*To do:*
From the entries that follow, copy each line containing the word "addr".

*Saved data entries:*

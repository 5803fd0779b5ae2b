//! Reader server command (`pagewise serve`).

use std::path::Path;

use anyhow::Result;
use pagewise::config::PagewiseConfig;

pub async fn cmd_serve(project_dir: &Path, config: &PagewiseConfig, open_browser: bool) -> Result<()> {
    for warning in config.validate() {
        eprintln!("{} {}", console::style("warning:").yellow().bold(), warning);
    }

    // No browser inside containers in dev mode
    let open_browser = open_browser && !config.server.dev_mode;

    pagewise::reader::server::start_server(config, project_dir, |addr| {
        let url = format!("http://localhost:{}", addr.port());
        println!("Pagewise running at {}", console::style(&url).cyan());
        if open_browser && let Err(e) = open::that(&url) {
            eprintln!("Failed to open browser: {}", e);
        }
    })
    .await?;

    println!("Server shut down gracefully.");
    Ok(())
}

*Result:*
    pagewise::reader::server::start_server(config, project_dir, |addr| {
        let url = format!("http://localhost:{}", addr.port());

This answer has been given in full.